◆ **Aim of the task**: Once you reach the line containing "in send order" in the entries below, write out that line and each one after it down to the line containing "use owo_colors::OwoColorize;", exactly and with nothing added.
[Input data — start]
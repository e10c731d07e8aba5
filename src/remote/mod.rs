//! Search API collaborator.
//!
//! This module defines the request/response contract the controller needs
//! from a legal-research search API, plus an HTTP implementation of it.
//! The controller never talks to the transport directly; it hands an
//! [`ApiQuery`] to a [`SearchProvider`] and receives a [`ResponseEnvelope`]
//! or a [`FetchError`].

pub mod error;
pub mod http;

use std::collections::BTreeMap;

use serde::{Deserialize, Serialize};
use serde_json::{Map, Value};

pub use error::{FetchError, FetchErrorKind};
pub use http::HttpSearchProvider;

/// A single result row returned by the API.
///
/// Everything except `highlights` is kept as an opaque JSON object. The
/// highlight fragments are pre-rendered by the search engine and are never
/// merged or diffed across items.
#[derive(Debug, Clone, PartialEq, Serialize, Deserialize)]
pub struct Item {
    /// Field name -> ordered pre-rendered fragments
    #[serde(default, skip_serializing_if = "BTreeMap::is_empty")]
    pub highlights: BTreeMap<String, Vec<String>>,
    /// Remaining item fields (including `id` when the API sends one)
    #[serde(flatten)]
    pub fields: Map<String, Value>,
}

impl Item {
    /// Identity of the item, taken from its `id` field.
    ///
    /// Numbers and strings are both accepted; other JSON types have no identity.
    pub fn id(&self) -> Option<String> {
        self.fields.get("id").and_then(scalar_to_string)
    }

    /// Read a field as display text.
    pub fn text(&self, field: &str) -> Option<String> {
        self.fields.get(field).and_then(scalar_to_string)
    }
}

/// Render a JSON scalar the way it travels in a query string.
pub(crate) fn scalar_to_string(value: &Value) -> Option<String> {
    match value {
        Value::String(s) => Some(s.clone()),
        Value::Number(n) => Some(n.to_string()),
        Value::Bool(b) => Some(b.to_string()),
        _ => None,
    }
}

/// `pagination_info` block of the response envelope
#[derive(Debug, Clone, Default, PartialEq, Eq, Serialize, Deserialize)]
pub struct PaginationInfo {
    #[serde(default)]
    pub has_more: Option<bool>,
    #[serde(default)]
    pub total_count: Option<u64>,
    #[serde(default)]
    pub offset: Option<u64>,
}

/// `search_info` block of the response envelope
#[derive(Debug, Clone, PartialEq, Eq, Serialize, Deserialize)]
pub struct SearchInfo {
    pub engine: String,
    #[serde(default)]
    pub took_ms: Option<u64>,
    #[serde(default)]
    pub total_matches: Option<u64>,
}

/// Response envelope shared by every list endpoint.
#[derive(Debug, Clone, PartialEq, Deserialize)]
pub struct ResponseEnvelope {
    pub data: Vec<Item>,
    #[serde(default)]
    pub pagination_info: Option<PaginationInfo>,
    /// Opaque ordering keys for the next page; interpreted by the pagination strategy
    #[serde(default)]
    pub next_cursor: Option<Map<String, Value>>,
    #[serde(default)]
    pub search_info: Option<SearchInfo>,
}

impl ResponseEnvelope {
    /// Parse a response body. Any shape mismatch is a server error.
    pub fn from_slice(body: &[u8]) -> Result<Self, FetchError> {
        serde_json::from_slice(body)
            .map_err(|e| FetchError::server(format!("malformed response body: {e}")))
    }

    /// The server's explicit `has_more` flag, if it sent one.
    pub fn has_more(&self) -> Option<bool> {
        self.pagination_info.as_ref().and_then(|p| p.has_more)
    }

    pub fn total_count(&self) -> Option<u64> {
        self.pagination_info.as_ref().and_then(|p| p.total_count)
    }
}

/// A fully-encoded request for one page of results.
#[derive(Debug, Clone, PartialEq, Eq)]
pub struct ApiQuery {
    /// Endpoint path relative to the API base URL (e.g. `/api/judgments`)
    pub endpoint: String,
    /// Query parameters in send order
    pub params: Vec<(String, String)>,
}

impl ApiQuery {
    pub fn new(endpoint: impl Into<String>) -> Self {
        Self {
            endpoint: endpoint.into(),
            params: Vec::new(),
        }
    }

    pub fn push(&mut self, key: impl Into<String>, value: impl Into<String>) {
        self.params.push((key.into(), value.into()));
    }

    /// First value for `key`, if present
    pub fn param(&self, key: &str) -> Option<&str> {
        self.params
            .iter()
            .find(|(k, _)| k == key)
            .map(|(_, v)| v.as_str())
    }

    pub fn has_param(&self, key: &str) -> bool {
        self.param(key).is_some()
    }

    /// Form-urlencoded query string (without the leading `?`)
    pub fn to_query_string(&self) -> String {
        url::form_urlencoded::Serializer::new(String::new())
            .extend_pairs(self.params.iter())
            .finish()
    }
}

/// Common interface for search API collaborators
pub trait SearchProvider: Send + Sync {
    /// Fetch one page of results
    fn fetch_page(
        &self,
        query: &ApiQuery,
    ) -> impl std::future::Future<Output = Result<ResponseEnvelope, FetchError>> + Send;
}
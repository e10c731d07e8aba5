//! Configuration commands.
//!
//! - `config show`: Display the effective configuration, token redacted
//! - `config path`: Print where the config file lives

use std::path::Path;

use owo_colors::OwoColorize;
use serde_json::json;

use crate::config::{API_TOKEN_ENV, API_URL_ENV, Config};
use crate::error::{LexError, Result};

/// Show current configuration
pub fn cmd_config_show(config: &Config, path: Option<&Path>, output_json: bool) -> Result<()> {
    let base_url = config.api.base_url()?;
    let token_configured = config.api.token().is_some();
    let path = path.map(Path::to_path_buf).or_else(Config::default_path);

    if output_json {
        let output = json!({
            "api": {
                "base_url": base_url.as_str(),
                "token_configured": token_configured,
                "timeout_secs": config.api.timeout_secs,
                "connect_timeout_secs": config.api.connect_timeout_secs,
            },
            "controller": config.controller,
            "config_file": path.map(|p| p.to_string_lossy().into_owned()),
        });
        println!("{}", serde_json::to_string_pretty(&output)?);
        return Ok(());
    }

    println!("{}\n", "Configuration:".cyan().bold());
    print!("{}", config.to_redacted_yaml()?);
    println!();

    let token_status = if token_configured {
        "configured".green().to_string()
    } else {
        "not configured".dimmed().to_string()
    };
    println!("{}: {}", "effective base_url".cyan(), base_url);
    println!("{}: {}", "token".cyan(), token_status);
    println!(
        "{}",
        format!("Environment overrides: {API_URL_ENV}, {API_TOKEN_ENV}").dimmed()
    );
    if let Some(p) = path {
        println!("{}", format!("Config file: {}", p.display()).dimmed());
    }
    Ok(())
}

/// Print the config file path
pub fn cmd_config_path(path: Option<&Path>) -> Result<()> {
    let path = path
        .map(Path::to_path_buf)
        .or_else(Config::default_path)
        .ok_or_else(|| LexError::Config("no config directory on this platform".to_string()))?;
    println!("{}", path.display());
    Ok(())
}
//! Controller inputs, outputs and the read-only view projection
//!
//! The controller never performs I/O. Transitions return [`Command`]s for
//! the owner to execute, and renderers read a [`ViewSnapshot`].

use std::time::Duration;

use serde::Serialize;

use crate::config::ControllerConfig;
use crate::remote::{FetchErrorKind, Item};

use super::fetch::{FetchMode, FetchRequest, Generation};
use super::filter::FilterSet;
use super::results::SearchMetadata;

// ============================================================================
// Commands
// ============================================================================

/// Side effect requested by a transition
#[derive(Debug, Clone, PartialEq)]
pub enum Command {
    /// Send this request to the search API and feed the result back
    Fetch(FetchRequest),
    /// Replace (never push) the browser URL query string
    ReplaceUrl(String),
    /// Persist the selected section for the page
    RememberSection { page: String, section: String },
}

/// What happened to an arriving response
#[derive(Debug, Clone, Copy, PartialEq, Eq)]
pub enum ResponseOutcome {
    Applied,
    /// Superseded or torn down; nothing changed
    Stale,
    /// Applied as an error state
    Failed(FetchErrorKind),
}

// ============================================================================
// Settings
// ============================================================================

#[derive(Debug, Clone, PartialEq)]
pub struct ControllerSettings {
    pub debounce: Duration,
    pub scroll_throttle: Duration,
    pub scroll_threshold_px: f64,
    pub page_size: u32,
    pub dedupe: bool,
}

impl Default for ControllerSettings {
    fn default() -> Self {
        Self::from(&ControllerConfig::default())
    }
}

impl From<&ControllerConfig> for ControllerSettings {
    fn from(config: &ControllerConfig) -> Self {
        Self {
            debounce: config.debounce(),
            scroll_throttle: config.scroll_throttle(),
            scroll_threshold_px: f64::from(config.scroll_threshold_px),
            page_size: config.page_size,
            dedupe: config.dedupe,
        }
    }
}

// ============================================================================
// View
// ============================================================================

/// Error state shown to the user, with its scope
#[derive(Debug, Clone, PartialEq, Eq, Serialize)]
pub struct ErrorView {
    pub scope: FetchMode,
    pub kind: FetchErrorKind,
    pub message: String,
    pub retryable: bool,
}

/// Read-only projection of controller state for renderers
#[derive(Debug, Clone, PartialEq, Serialize)]
pub struct ViewSnapshot {
    pub page: String,
    pub section: String,
    pub filters: FilterSet,
    /// Local values of fields being edited
    pub edits: Vec<(String, String)>,
    pub items: Vec<Item>,
    pub metadata: Option<SearchMetadata>,
    pub is_loading: bool,
    pub is_loading_more: bool,
    pub has_more: bool,
    pub total_count: Option<u64>,
    pub error: Option<ErrorView>,
    pub generation: Generation,
}

impl ViewSnapshot {
    /// Empty view before mount
    pub fn empty(page: &str) -> Self {
        Self {
            page: page.to_string(),
            section: String::new(),
            filters: FilterSet::new(),
            edits: Vec::new(),
            items: Vec::new(),
            metadata: None,
            is_loading: false,
            is_loading_more: false,
            has_more: false,
            total_count: None,
            error: None,
            generation: Generation::default(),
        }
    }
}
//! Browser URL query-string state.
//!
//! The URL carries the section discriminator and every non-empty filter.
//! Writes always go through history *replace*, so typing never creates
//! back/forward entries.

use url::form_urlencoded;

use super::catalog::{PageCatalog, SectionSchema};
use super::filter::FilterSet;

/// Decoded query-string pairs, in original order
#[derive(Debug, Clone, Default, PartialEq, Eq)]
pub struct UrlState {
    pairs: Vec<(String, String)>,
}

impl UrlState {
    /// Parse a query string. A leading `?` is accepted.
    pub fn parse(query: &str) -> Self {
        let query = query.strip_prefix('?').unwrap_or(query);
        let pairs = form_urlencoded::parse(query.as_bytes())
            .map(|(k, v)| (k.into_owned(), v.into_owned()))
            .filter(|(k, _)| !k.is_empty())
            .collect();
        Self { pairs }
    }

    pub fn pairs(&self) -> &[(String, String)] {
        &self.pairs
    }

    /// First value for `key`
    pub fn get(&self, key: &str) -> Option<&str> {
        self.pairs
            .iter()
            .find(|(k, _)| k == key)
            .map(|(_, v)| v.as_str())
    }
}

/// Canonical query string for the current state.
///
/// Order: discriminator, non-empty filters in schema order, then extra
/// (non-filter) parameters in their original order.
pub fn canonical_query(
    catalog: &PageCatalog,
    section: &SectionSchema,
    filters: &FilterSet,
    extra_params: &[(String, String)],
) -> String {
    let mut serializer = form_urlencoded::Serializer::new(String::new());
    serializer.append_pair(&catalog.discriminator, &section.id);
    for (key, value) in filters.ordered_pairs(section) {
        serializer.append_pair(&key, &value);
    }
    serializer.extend_pairs(extra_params.iter());
    serializer.finish()
}

/// Normalize an incoming query string for comparison with a canonical one
pub fn normalize(query: &str) -> String {
    form_urlencoded::Serializer::new(String::new())
        .extend_pairs(UrlState::parse(query).pairs().iter())
        .finish()
}

/// Browser history collaborator. Only *replace* is offered.
pub trait HistorySink: Send {
    fn replace(&mut self, query: &str);
}

/// In-memory history that records every replacement
#[derive(Debug, Clone, Default)]
pub struct MemoryHistory {
    replacements: Vec<String>,
}

impl MemoryHistory {
    pub fn new() -> Self {
        Self::default()
    }

    /// Current query string, if any replacement happened
    pub fn current(&self) -> Option<&str> {
        self.replacements.last().map(String::as_str)
    }

    pub fn replacements(&self) -> &[String] {
        &self.replacements
    }
}

impl HistorySink for MemoryHistory {
    fn replace(&mut self, query: &str) {
        self.replacements.push(query.to_string());
    }
}

/// Cross-page "last selected section" store, held outside the controller.
pub trait SectionMemory: Send {
    fn load(&self, page: &str) -> Option<String>;
    fn store(&mut self, page: &str, section: &str);
}

#[derive(Debug, Clone, Default)]
pub struct MemorySectionMemory {
    sections: std::collections::HashMap<String, String>,
}

impl MemorySectionMemory {
    pub fn new() -> Self {
        Self::default()
    }
}

impl SectionMemory for MemorySectionMemory {
    fn load(&self, page: &str) -> Option<String> {
        self.sections.get(page).cloned()
    }

    fn store(&mut self, page: &str, section: &str) {
        self.sections.insert(page.to_string(), section.to_string());
    }
}
//! Top-level application configuration.
//!
//! Configuration is stored in `config.yaml` under the platform config
//! directory (or an explicit path) and includes:
//! - Search API location, credentials and timeouts
//! - Controller timing and paging settings

use std::env;
use std::fmt;
use std::fs;
use std::path::{Path, PathBuf};
use std::time::Duration;

use secrecy::SecretString;
use serde::{Deserialize, Serialize};
use url::Url;

use crate::error::{LexError, Result};

/// Environment variable overriding `api.base_url`
pub const API_URL_ENV: &str = "LEXSCROLL_API_URL";
/// Environment variable overriding `api.token`
pub const API_TOKEN_ENV: &str = "LEXSCROLL_API_TOKEN";

/// Scroll events closer together than this are collapsed
const MIN_SCROLL_THROTTLE_MS: u64 = 150;
const MAX_SCROLL_THROTTLE_MS: u64 = 200;

/// Main configuration structure
#[derive(Debug, Clone, Default, Serialize, Deserialize)]
pub struct Config {
    /// Search API settings
    #[serde(default)]
    pub api: ApiConfig,

    /// Controller timing and paging settings
    #[serde(default)]
    pub controller: ControllerConfig,
}

/// Search API settings
#[derive(Clone, Serialize, Deserialize)]
pub struct ApiConfig {
    /// Base URL every endpoint path is joined onto
    #[serde(default = "default_base_url")]
    pub base_url: String,

    /// Bearer token sent with every request
    #[serde(default, skip_serializing_if = "Option::is_none")]
    pub token: Option<String>,

    /// Total request timeout in seconds (default: 30)
    #[serde(default = "default_timeout_secs")]
    pub timeout_secs: u64,

    /// Connect timeout in seconds (default: 10)
    #[serde(default = "default_connect_timeout_secs")]
    pub connect_timeout_secs: u64,
}

fn default_base_url() -> String {
    "http://localhost:8000/".to_string()
}

fn default_timeout_secs() -> u64 {
    30
}

fn default_connect_timeout_secs() -> u64 {
    10
}

impl Default for ApiConfig {
    fn default() -> Self {
        Self {
            base_url: default_base_url(),
            token: None,
            timeout_secs: default_timeout_secs(),
            connect_timeout_secs: default_connect_timeout_secs(),
        }
    }
}

impl fmt::Debug for ApiConfig {
    fn fmt(&self, f: &mut fmt::Formatter<'_>) -> fmt::Result {
        f.debug_struct("ApiConfig")
            .field("base_url", &self.base_url)
            .field("token", &self.token.as_ref().map(|_| "[REDACTED]"))
            .field("timeout_secs", &self.timeout_secs)
            .field("connect_timeout_secs", &self.connect_timeout_secs)
            .finish()
    }
}

impl ApiConfig {
    /// Resolved base URL, environment first.
    ///
    /// The path always ends with `/` so endpoint paths join underneath it.
    pub fn base_url(&self) -> Result<Url> {
        let raw = match env::var(API_URL_ENV) {
            Ok(url) if !url.is_empty() => url,
            _ => self.base_url.clone(),
        };

        let mut url = Url::parse(&raw)
            .map_err(|e| LexError::Config(format!("invalid api.base_url '{raw}': {e}")))?;
        if !url.path().ends_with('/') {
            let path = format!("{}/", url.path());
            url.set_path(&path);
        }
        Ok(url)
    }

    /// Get the API token from environment variable or config
    pub fn token(&self) -> Option<SecretString> {
        // First check environment variable
        if let Ok(token) = env::var(API_TOKEN_ENV)
            && !token.is_empty()
        {
            return Some(SecretString::from(token));
        }

        // Fall back to config file
        self.token.clone().map(SecretString::from)
    }
}

/// Controller timing and paging settings
#[derive(Debug, Clone, Serialize, Deserialize)]
pub struct ControllerConfig {
    /// Debounce delay for free-text fields in milliseconds (default: 300)
    #[serde(default = "default_debounce_ms")]
    pub debounce_ms: u64,

    /// Scroll observation throttle in milliseconds, 150-200 (default: 200)
    #[serde(default = "default_scroll_throttle_ms")]
    pub scroll_throttle_ms: u64,

    /// Distance from the bottom, in pixels, that counts as "near the end" (default: 300)
    #[serde(default = "default_scroll_threshold_px")]
    pub scroll_threshold_px: u32,

    /// Items requested per page (default: 20)
    #[serde(default = "default_page_size")]
    pub page_size: u32,

    /// Drop appended items whose id is already displayed (default: false)
    #[serde(default)]
    pub dedupe: bool,
}

fn default_debounce_ms() -> u64 {
    300
}

fn default_scroll_throttle_ms() -> u64 {
    200
}

fn default_scroll_threshold_px() -> u32 {
    300
}

fn default_page_size() -> u32 {
    20
}

impl Default for ControllerConfig {
    fn default() -> Self {
        Self {
            debounce_ms: default_debounce_ms(),
            scroll_throttle_ms: default_scroll_throttle_ms(),
            scroll_threshold_px: default_scroll_threshold_px(),
            page_size: default_page_size(),
            dedupe: false,
        }
    }
}

impl ControllerConfig {
    pub fn debounce(&self) -> Duration {
        Duration::from_millis(self.debounce_ms)
    }

    pub fn scroll_throttle(&self) -> Duration {
        Duration::from_millis(self.scroll_throttle_ms)
    }
}

impl Config {
    /// Default config file location for this platform
    pub fn default_path() -> Option<PathBuf> {
        directories::ProjectDirs::from("org", "lexscroll", "lexscroll")
            .map(|dirs| dirs.config_dir().join("config.yaml"))
    }

    /// Load configuration from `path` (or the default location).
    ///
    /// A missing file yields the defaults.
    pub fn load(path: Option<&Path>) -> Result<Self> {
        let path = match path {
            Some(p) => p.to_path_buf(),
            None => match Self::default_path() {
                Some(p) => p,
                None => return Config::default().validated(),
            },
        };

        if !path.exists() {
            tracing::debug!(path = %path.display(), "no config file, using defaults");
            return Config::default().validated();
        }

        let content = fs::read_to_string(&path).map_err(|e| {
            LexError::Io(std::io::Error::new(
                e.kind(),
                format!("Failed to read config at {}: {}", path.display(), e),
            ))
        })?;
        let config: Config = serde_yaml_ng::from_str(&content)?;
        config.validated()
    }

    /// Save configuration to `path`
    pub fn save(&self, path: &Path) -> Result<()> {
        if let Some(parent) = path.parent() {
            fs::create_dir_all(parent)?;
        }

        let content = serde_yaml_ng::to_string(self)?;
        fs::write(path, content)?;

        // Set restrictive permissions on Unix (owner read/write only)
        #[cfg(unix)]
        {
            use std::os::unix::fs::PermissionsExt;
            let permissions = std::fs::Permissions::from_mode(0o600);
            std::fs::set_permissions(path, permissions)?;
        }

        Ok(())
    }

    /// Reject unusable values; clamp the scroll throttle into its window.
    pub fn validated(mut self) -> Result<Self> {
        if self.controller.page_size == 0 {
            return Err(LexError::Config(
                "controller.page_size must be at least 1".to_string(),
            ));
        }

        let throttle = self.controller.scroll_throttle_ms;
        let clamped = throttle.clamp(MIN_SCROLL_THROTTLE_MS, MAX_SCROLL_THROTTLE_MS);
        if clamped != throttle {
            tracing::warn!(
                configured = throttle,
                used = clamped,
                min = MIN_SCROLL_THROTTLE_MS,
                max = MAX_SCROLL_THROTTLE_MS,
                "controller.scroll_throttle_ms out of range"
            );
            self.controller.scroll_throttle_ms = clamped;
        }

        self.api.base_url()?;
        Ok(self)
    }

    /// YAML rendering with the token redacted, for display
    pub fn to_redacted_yaml(&self) -> Result<String> {
        let mut shown = self.clone();
        if shown.api.token.is_some() {
            shown.api.token = Some("[REDACTED]".to_string());
        }
        Ok(serde_yaml_ng::to_string(&shown)?)
    }
}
[Input data — finish]
◆ **Exercise output**:
    /// Query parameters in send order
    pub params: Vec<(String, String)>,
}

impl ApiQuery {
    pub fn new(endpoint: impl Into<String>) -> Self {
        Self {
            endpoint: endpoint.into(),
            params: Vec::new(),
        }
    }

    pub fn push(&mut self, key: impl Into<String>, value: impl Into<String>) {
        self.params.push((key.into(), value.into()));
    }

    /// First value for `key`, if present
    pub fn param(&self, key: &str) -> Option<&str> {
        self.params
            .iter()
            .find(|(k, _)| k == key)
            .map(|(_, v)| v.as_str())
    }

    pub fn has_param(&self, key: &str) -> bool {
        self.param(key).is_some()
    }

    /// Form-urlencoded query string (without the leading `?`)
    pub fn to_query_string(&self) -> String {
        url::form_urlencoded::Serializer::new(String::new())
            .extend_pairs(self.params.iter())
            .finish()
    }
}

/// Common interface for search API collaborators
pub trait SearchProvider: Send + Sync {
    /// Fetch one page of results
    fn fetch_page(
        &self,
        query: &ApiQuery,
    ) -> impl std::future::Future<Output = Result<ResponseEnvelope, FetchError>> + Send;
}
repository e10c731d07e8aba5
//! Configuration commands.
//!
//! - `config show`: Display the effective configuration, token redacted
//! - `config path`: Print where the config file lives

use std::path::Path;

use owo_colors::OwoColorize;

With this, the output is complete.